The Wizard can be used to automatically create xSignals, xSignal classes, and Matched Length rules for a number of different common interface and memory circuits.

Length Tuning Rules

If you use the xSignals Multi-Chip Wizard, Matched Lengths rules will be created in addition to xSignals and xSignals classes.

Using the Length Tuning Tool

After setting up the Matched Lengths rules, it is convenient to use the PCB panel to view the range of net lengths in the selected xSignals class.

Launch the Interactive Length Tuning  tool and click on a track you want to extend.

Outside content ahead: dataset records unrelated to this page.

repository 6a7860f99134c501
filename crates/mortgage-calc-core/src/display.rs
//! Presentation helpers for the single display currency (USD, en-US grouping).

use rust_decimal::{Decimal, RoundingStrategy};

use crate::calculator::MortgageSummary;
use crate::types::{Money, Years};

/// Format an amount as US dollars: `$1,516.96`, `-$12.00`.
pub fn format_usd(amount: Money) -> String {
    let mut cents = amount.round_dp_with_strategy(2, RoundingStrategy::MidpointAwayFromZero);
    cents.rescale(2);

    let sign = if cents.is_sign_negative() && !cents.is_zero() {
        "-"
    } else {
        ""
    };
    let digits = cents.abs().to_string();
    let (whole, frac) = digits.split_once('.').unwrap_or((digits.as_str(), "00"));

    format!("{sign}${}.{frac}", group_thousands(whole))
}

fn group_thousands(whole: &str) -> String {
    let mut grouped = String::with_capacity(whole.len() + whole.len() / 3);
    for (i, ch) in whole.chars().enumerate() {
        if i > 0 && (whole.len() - i) % 3 == 0 {
            grouped.push(',');
        }
        grouped.push(ch);
    }
    grouped
}

/// Closing sentence under the payment breakdown.
pub fn interest_headline(summary: &MortgageSummary, term_years: Option<Years>) -> String {
    let over = match term_years {
        Some(years) if years == Decimal::ONE => "1 year".to_string(),
        Some(years) => format!("{} years", years.normalize()),
        None => "the loan term".to_string(),
    };
    format!(
        "Over {over}, you'll pay {} in interest",
        format_usd(summary.total_interest)
    )
}

#[cfg(test)]
mod tests {
    use super::*;
    use rust_decimal_macros::dec;

    #[test]
    fn test_format_usd_grouping() {
        assert_eq!(format_usd(dec!(0)), "$0.00");
        assert_eq!(format_usd(dec!(999.5)), "$999.50");
        assert_eq!(format_usd(dec!(1516.96)), "$1,516.96");
        assert_eq!(format_usd(dec!(240000)), "$240,000.00");
        assert_eq!(format_usd(dec!(12000000)), "$12,000,000.00");
    }

    #[test]
    fn test_format_usd_rounds_and_signs() {
        assert_eq!(format_usd(dec!(1234.565)), "$1,234.57");
        assert_eq!(format_usd(dec!(-12)), "-$12.00");
        assert_eq!(format_usd(dec!(-0.001)), "$0.00");
    }

    #[test]
    fn test_interest_headline() {
        let summary = MortgageSummary {
            principal: dec!(240000.00),
            monthly_payment: dec!(1516.96),
            total_payment: dec!(546106.77),
            total_interest: dec!(306106.77),
        };
        assert_eq!(
            interest_headline(&summary, Some(dec!(30))),
            "Over 30 years, you'll pay $306,106.77 in interest"
        );
        assert_eq!(
            interest_headline(&summary, Some(dec!(1))),
            "Over 1 year, you'll pay $306,106.77 in interest"
        );
        assert_eq!(
            interest_headline(&summary, None),
            "Over the loan term, you'll pay $306,106.77 in interest"
        );
    }
}
pub mod csv_out;
pub mod minimal;
pub mod table;

use std::str::FromStr;

use rust_decimal::Decimal;
use serde_json::Value;

use crate::preferences::Theme;
use crate::OutputFormat;

/// Summary fields in display order, with the labels the result card uses.
pub const SUMMARY_FIELDS: [(&str, &str); 4] = [
    ("monthlyPayment", "Monthly Payment"),
    ("principal", "Principal Amount"),
    ("totalPayment", "Total Payment"),
    ("totalInterest", "Total Interest"),
];

/// Dispatch output to the appropriate formatter.
pub fn format_output(format: &OutputFormat, value: &Value, theme: Theme) {
    match format {
        OutputFormat::Json => print_json(value),
        OutputFormat::Table => table::print_table(value, theme),
        OutputFormat::Csv => csv_out::print_csv(value),
        OutputFormat::Minimal => minimal::print_minimal(value),
    }
}

/// Pretty-print JSON to stdout.
fn print_json(value: &Value) {
    match serde_json::to_string_pretty(value) {
        Ok(s) => println!("{}", s),
        Err(e) => eprintln!("JSON serialization error: {}", e),
    }
}

/// Decimals travel as JSON strings; accept bare numbers too.
pub fn as_decimal(value: &Value) -> Option<Decimal> {
    match value {
        Value::String(s) => Decimal::from_str(s).ok(),
        Value::Number(n) => Decimal::from_str(&n.to_string()).ok(),
        _ => None,
    }
}

pub fn format_scalar(value: &Value) -> String {
    match value {
        Value::String(s) => s.clone(),
        Value::Number(n) => n.to_string(),
        Value::Bool(b) => b.to_string(),
        Value::Null => String::new(),
        _ => serde_json::to_string(value).unwrap_or_default(),
    }
}

#[cfg(test)]
mod tests {
    use super::*;
    use rust_decimal_macros::dec;
    use serde_json::json;

    #[test]
    fn test_as_decimal() {
        assert_eq!(as_decimal(&json!("1516.96")), Some(dec!(1516.96)));
        assert_eq!(as_decimal(&json!(30)), Some(dec!(30)));
        assert_eq!(as_decimal(&json!("n/a")), None);
        assert_eq!(as_decimal(&Value::Null), None);
    }
}
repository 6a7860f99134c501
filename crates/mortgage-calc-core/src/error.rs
use thiserror::Error;

use crate::validation::ValidationResult;

#[derive(Debug, Error)]
pub enum MortgageError {
    #[error("Invalid input: {field} — {reason}")]
    InvalidInput { field: String, reason: String },

    #[error("Validation failed: {}", ValidationResult::summary(.0))]
    ValidationFailed(ValidationResult),

    #[error("Division by zero in {context}")]
    DivisionByZero { context: String },

    #[error("Arithmetic overflow in {context}")]
    Overflow { context: String },

    #[error("Serialization error: {0}")]
    SerializationError(String),
}

impl From<serde_json::Error> for MortgageError {
    fn from(e: serde_json::Error) -> Self {
        MortgageError::SerializationError(e.to_string())
    }
}
//! Persisted display preferences: a single dark-mode flag.

use std::fs;
use std::path::{Path, PathBuf};

use clap::ValueEnum;
use log::{debug, info};
use serde::{Deserialize, Serialize};

/// Overrides the directory holding `preferences.json`.
pub const CONFIG_DIR_ENV: &str = "MORTGAGE_CALC_CONFIG_DIR";

const APP_DIR: &str = "mortgage-calc";
const PREFERENCES_FILE: &str = "preferences.json";

/// Display theme for terminal output.
#[derive(Debug, Clone, Copy, Default, PartialEq, Eq, ValueEnum, Serialize, Deserialize)]
#[serde(rename_all = "lowercase")]
pub enum Theme {
    #[default]
    Light,
    Dark,
}

impl Theme {
    pub fn toggled(self) -> Self {
        match self {
            Theme::Light => Theme::Dark,
            Theme::Dark => Theme::Light,
        }
    }

    pub fn as_str(self) -> &'static str {
        match self {
            Theme::Light => "light",
            Theme::Dark => "dark",
        }
    }
}

#[derive(Debug, Default, Serialize, Deserialize)]
struct Preferences {
    #[serde(default)]
    dark_mode: bool,
}

/// JSON file store for [`Theme`].
#[derive(Debug, Clone)]
pub struct PreferenceStore {
    path: PathBuf,
}

impl PreferenceStore {
    /// Store inside `dir`.
    pub fn in_dir(dir: &Path) -> Self {
        PreferenceStore {
            path: dir.join(PREFERENCES_FILE),
        }
    }

    /// `$MORTGAGE_CALC_CONFIG_DIR`, else the platform config directory.
    pub fn locate() -> Option<Self> {
        if let Some(dir) = std::env::var_os(CONFIG_DIR_ENV) {
            return Some(Self::in_dir(Path::new(&dir)));
        }
        dirs::config_dir().map(|dir| Self::in_dir(&dir.join(APP_DIR)))
    }

    pub fn path(&self) -> &Path {
        &self.path
    }

    /// Saved theme; light when nothing usable is stored.
    pub fn load_theme(&self) -> Theme {
        let contents = match fs::read_to_string(&self.path) {
            Ok(contents) => contents,
            Err(e) => {
                debug!("no preferences at {}: {}", self.path.display(), e);
                return Theme::default();
            }
        };
        match serde_json::from_str::<Preferences>(&contents) {
            Ok(prefs) if prefs.dark_mode => Theme::Dark,
            Ok(_) => Theme::Light,
            Err(e) => {
                debug!("ignoring unreadable preferences {}: {}", self.path.display(), e);
                Theme::default()
            }
        }
    }

    pub fn save_theme(&self, theme: Theme) -> Result<(), Box<dyn std::error::Error>> {
        if let Some(parent) = self.path.parent() {
            fs::create_dir_all(parent)
                .map_err(|e| format!("Failed to create '{}': {}", parent.display(), e))?;
        }
        let prefs = Preferences {
            dark_mode: theme == Theme::Dark,
        };
        fs::write(&self.path, serde_json::to_string_pretty(&prefs)?)
            .map_err(|e| format!("Failed to write '{}': {}", self.path.display(), e))?;
        info!("saved {} theme to {}", theme.as_str(), self.path.display());
        Ok(())
    }
}

#[cfg(test)]
mod tests {
    use super::*;
    use pretty_assertions::assert_eq;

    #[test]
    fn test_missing_file_is_light() {
        let dir = tempfile::tempdir().unwrap();
        let store = PreferenceStore::in_dir(dir.path());
        assert_eq!(store.load_theme(), Theme::Light);
    }

    #[test]
    fn test_save_and_reload() {
        let dir = tempfile::tempdir().unwrap();
        let store = PreferenceStore::in_dir(&dir.path().join("nested"));
        store.save_theme(Theme::Dark).unwrap();
        assert_eq!(store.load_theme(), Theme::Dark);
        store.save_theme(Theme::Light).unwrap();
        assert_eq!(store.load_theme(), Theme::Light);
    }

    #[test]
    fn test_corrupt_file_is_light() {
        let dir = tempfile::tempdir().unwrap();
        fs::write(dir.path().join(PREFERENCES_FILE), "{not json").unwrap();
        let store = PreferenceStore::in_dir(dir.path());
        assert_eq!(store.load_theme(), Theme::Light);
    }

    #[test]
    fn test_toggle() {
        assert_eq!(Theme::Light.toggled(), Theme::Dark);
        assert_eq!(Theme::Dark.toggled(), Theme::Light);
    }
}
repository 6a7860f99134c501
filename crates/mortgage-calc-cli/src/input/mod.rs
pub mod file;
pub mod stdin;
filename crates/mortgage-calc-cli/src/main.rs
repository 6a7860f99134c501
mod commands;
mod input;
mod output;
mod preferences;

use clap::{ArgAction, Parser, Subcommand, ValueEnum};
use colored::Colorize;
use log::LevelFilter;
use std::process;

use commands::mortgage::LoanArgs;
use commands::theme::ThemeArgs;
use mortgage_calc_core::MortgageError;
use preferences::{PreferenceStore, Theme};

/// Mortgage payment calculator
#[derive(Parser)]
#[command(
    name = "mortgage",
    version,
    about = "Mortgage payment calculator",
    long_about = "Validate loan parameters and compute the level monthly payment, \
                  total payment and total interest of a fixed-rate mortgage, \
                  with decimal precision."
)]
struct Cli {
    #[command(subcommand)]
    command: Commands,

    /// Output format
    #[arg(long, default_value = "json", global = true)]
    output: OutputFormat,

    /// Display theme for table output (defaults to the saved preference)
    #[arg(long, global = true)]
    theme: Option<Theme>,

    /// Increase log verbosity (-v info, -vv debug, -vvv trace)
    #[arg(short, long, action = ArgAction::Count, global = true)]
    verbose: u8,
}

#[derive(Subcommand)]
enum Commands {
    /// Calculate the monthly payment for a loan
    Calculate(LoanArgs),
    /// Check loan parameters without calculating
    Validate(LoanArgs),
    /// Show or change the saved display theme
    Theme(ThemeArgs),
    /// Print version information
    Version,
}

#[derive(Debug, Clone, ValueEnum)]
pub enum OutputFormat {
    Json,
    Table,
    Csv,
    Minimal,
}

fn init_logging(verbose: u8) {
    let level = match verbose {
        0 => LevelFilter::Warn,
        1 => LevelFilter::Info,
        2 => LevelFilter::Debug,
        _ => LevelFilter::Trace,
    };
    // RUST_LOG, when set, takes precedence over -v.
    env_logger::Builder::new()
        .filter_level(level)
        .parse_default_env()
        .target(env_logger::Target::Stderr)
        .init();
}

fn main() {
    let cli = Cli::parse();
    init_logging(cli.verbose);

    let store = PreferenceStore::locate();
    let theme = cli
        .theme
        .unwrap_or_else(|| store.as_ref().map(PreferenceStore::load_theme).unwrap_or_default());
    log::debug!("using {} theme", theme.as_str());

    let mut failed = false;
    let result: Result<serde_json::Value, Box<dyn std::error::Error>> = match cli.command {
        Commands::Calculate(args) => commands::mortgage::run_calculate(args),
        Commands::Validate(args) => {
            let result = commands::mortgage::run_validate(args);
            if let Ok(ref value) = result {
                failed = value.get("isValid") == Some(&serde_json::Value::Bool(false));
            }
            result
        }
        Commands::Theme(args) => commands::theme::run_theme(args, store.as_ref()),
        Commands::Version => {
            println!("mortgage {}", env!("CARGO_PKG_VERSION"));
            return;
        }
    };

    match result {
        Ok(value) => {
            output::format_output(&cli.output, &value, theme);
            process::exit(if failed { 1 } else { 0 });
        }
        Err(e) => {
            report_error(e.as_ref());
            process::exit(1);
        }
    }
}

fn report_error(e: &(dyn std::error::Error + 'static)) {
    if let Some(MortgageError::ValidationFailed(result)) = e.downcast_ref::<MortgageError>() {
        eprintln!("{}: invalid loan inputs", "error".red().bold());
        for (field, message) in &result.errors {
            eprintln!("  {}: {}", field.to_string().yellow(), message);
        }
        return;
    }
    eprintln!("{}: {}", "error".red().bold(), e);
}
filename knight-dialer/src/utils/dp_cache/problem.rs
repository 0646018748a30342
//! Trait-based DP problem definition.

/// A dynamic programming problem: a recurrence over indices whose
/// dependencies form a DAG.
///
/// # Type Parameters
///
/// - `I`: Index type for the DP cache
/// - `K`: Value type stored in the cache
///
/// # Example
///
/// ```rust
/// use std::convert::Infallible;
/// use knight_dialer::utils::dp_cache::{DpCache, DpProblem, HashMapBackend};
///
/// struct Fibonacci;
///
/// impl DpProblem<u32, u64> for Fibonacci {
///     type Error = Infallible;
///
///     fn deps(&self, n: &u32) -> Vec<u32> {
///         if *n <= 1 { vec![] } else { vec![n - 1, n - 2] }
///     }
///
///     fn compute(&self, n: &u32, deps: Vec<u64>) -> Result<u64, Infallible> {
///         Ok(if *n <= 1 { u64::from(*n) } else { deps[0] + deps[1] })
///     }
/// }
///
/// let cache = DpCache::with_problem(HashMapBackend::new(), Fibonacci);
/// assert_eq!(cache.get(&10).unwrap(), 55);
/// ```
pub trait DpProblem<I, K> {
    /// Error raised by [`compute`](DpProblem::compute); propagated unchanged
    /// by the cache.
    type Error;

    /// Returns the indices that this index depends on.
    ///
    /// For base cases, return an empty vector.
    fn deps(&self, index: &I) -> Vec<I>;

    /// Computes the value for the given index using resolved dependency values.
    ///
    /// The `deps` vector contains the computed values for each dependency
    /// returned by `deps()`, in the same order.
    fn compute(&self, index: &I, deps: Vec<K>) -> Result<K, Self::Error>;
}
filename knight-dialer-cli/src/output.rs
//! Output formatting for walk counts

use crate::executor::{MethodResult, format_count};
use knight_dialer::{Count, Node, WalkError};
use std::time::{Duration, Instant};

/// Output formatter for method results
pub struct OutputFormatter {
    quiet: bool,
    start_time: Instant,
}

impl OutputFormatter {
    /// Create a new output formatter
    pub fn new(quiet: bool) -> Self {
        Self {
            quiet,
            start_time: Instant::now(),
        }
    }

    /// Format and print a single method result (nothing in quiet mode)
    pub fn print_result(&self, result: &MethodResult) {
        if self.quiet {
            return;
        }

        let prefix = format!(
            "start {} after {} hops [{}]",
            result.start, result.hops, result.method
        );
        match &result.count {
            Ok(count) => println!(
                "{}: {} ({})",
                prefix,
                count,
                format_duration(result.duration)
            ),
            Err(e) => eprintln!("{}: Error - {}", prefix, e),
        }
    }

    /// Print the agreed count for each start key
    pub fn print_counts(&self, counts: &[(Node, Result<Count, WalkError>)]) {
        if !self.quiet && counts.len() > 1 {
            println!();
            println!("--- Walks per start key ---");
        }

        for (start, count) in counts {
            let shown = format_count(count);
            match (self.quiet, counts.len()) {
                (true, 1) => println!("{}", shown),
                _ => println!("{}: {}", start, shown),
            }
        }
    }

    /// Print a summary after all results
    /// Shows both total compute time (sum of durations) and actual elapsed wall-clock time
    pub fn print_summary(&self, results: &[MethodResult]) {
        if self.quiet {
            return;
        }

        let total = results.len();
        let successes = results.iter().filter(|r| r.count.is_ok()).count();
        let failures = total - successes;

        let total_compute_time: Duration = results.iter().map(|r| r.duration).sum();
        let elapsed_time = self.start_time.elapsed();

        println!();
        println!("--- Summary ---");
        println!("Runs: {} counted, {} failed", successes, failures);
        println!("Total compute time: {}", format_duration(total_compute_time));
        println!("Elapsed wall-clock time: {}", format_duration(elapsed_time));
        if !elapsed_time.is_zero() {
            let speedup = total_compute_time.as_secs_f64() / elapsed_time.as_secs_f64();
            println!("Speedup factor: {:.2}x", speedup);
        }
    }
}

/// Format a duration for display
fn format_duration(d: Duration) -> String {
    let micros = d.as_micros();
    if micros < 1000 {
        format!("{}µs", micros)
    } else if micros < 1_000_000 {
        format!("{:.2}ms", micros as f64 / 1000.0)
    } else {
        format!("{:.2}s", d.as_secs_f64())
    }
}

#[cfg(test)]
mod tests {
    use super::*;

    #[test]
    fn test_format_duration_units() {
        assert_eq!(format_duration(Duration::from_micros(999)), "999µs");
        assert_eq!(format_duration(Duration::from_micros(1500)), "1.50ms");
        assert_eq!(format_duration(Duration::from_millis(2250)), "2.25s");
    }
}
//! Brute-force walk enumeration, the reference oracle for every counter.

use tracing::debug;

use crate::error::WalkError;
use crate::graph::{Graph, Node};
use crate::matrix::Count;

/// Lazy depth-first iterator over every walk of a fixed length.
///
/// Walks are produced in lexicographic order of adjacency-list positions.
/// The iterator keeps its own DFS stack, so no native recursion is involved,
/// and it can be replayed with [`Walks::rewind`].
#[derive(Debug, Clone)]
pub struct Walks<'g, const N: usize> {
    graph: &'g Graph<N>,
    start: Node,
    hops: u32,
    path: Vec<Node>,
    // Next adjacency-list position to try, one per node on `path`
    cursors: Vec<usize>,
}

impl<'g, const N: usize> Walks<'g, N> {
    fn new(graph: &'g Graph<N>, start: Node, hops: u32) -> Self {
        let mut walks = Self {
            graph,
            start,
            hops,
            path: Vec::new(),
            cursors: Vec::new(),
        };
        walks.rewind();
        walks
    }

    /// Restarts enumeration from the first walk.
    pub fn rewind(&mut self) {
        self.path.clear();
        self.cursors.clear();
        self.path.push(self.start);
        self.cursors.push(0);
    }

    fn is_complete(&self) -> bool {
        self.path.len() == self.hops as usize + 1
    }

    fn backtrack(&mut self) {
        self.path.pop();
        self.cursors.pop();
    }
}

impl<const N: usize> Iterator for Walks<'_, N> {
    type Item = Vec<Node>;

    fn next(&mut self) -> Option<Vec<Node>> {
        loop {
            if self.is_complete() {
                let walk = self.path.clone();
                self.backtrack();
                return Some(walk);
            }

            let (&node, cursor) = self.path.last().zip(self.cursors.last_mut())?;
            let next = self.graph.adjacent(node).get(*cursor).copied();
            match next {
                Some(next) => {
                    *cursor += 1;
                    self.path.push(next);
                    self.cursors.push(0);
                }
                None => self.backtrack(),
            }
        }
    }
}

/// Enumerates every walk of `hops` edges starting at `start`.
///
/// Each walk holds `hops + 1` nodes, the first being `start`.
pub fn enumerate_walks<const N: usize>(
    graph: &Graph<N>,
    start: Node,
    hops: u32,
) -> Result<Walks<'_, N>, WalkError> {
    graph.check_node(start)?;
    Ok(Walks::new(graph, start, hops))
}

/// Counts walks by enumerating them one by one.
///
/// Exponential in `hops`; only meant as a cross-check for small inputs.
pub fn count_walks_naive<const N: usize>(
    graph: &Graph<N>,
    start: Node,
    hops: u32,
) -> Result<Count, WalkError> {
    let walks = enumerate_walks(graph, start, hops)?;
    let count = Count::try_from(walks.count()).map_err(|_| WalkError::Overflow)?;
    debug!(start, hops, count, "enumerated walks");
    Ok(count)
}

The image above shows length tuning using distance as a constraint, but it is also possible to perform tuning by using delay mismatch as a constraint. It is quite common to use the rise time for a signal to set the delay mismatch constraint in the PCB Rules and Constraints Editor, although this requires knowing the signal's rise time before setting up the design rules. Once set as a design rule for your signals, the length tuning tool will display time units instead of length units.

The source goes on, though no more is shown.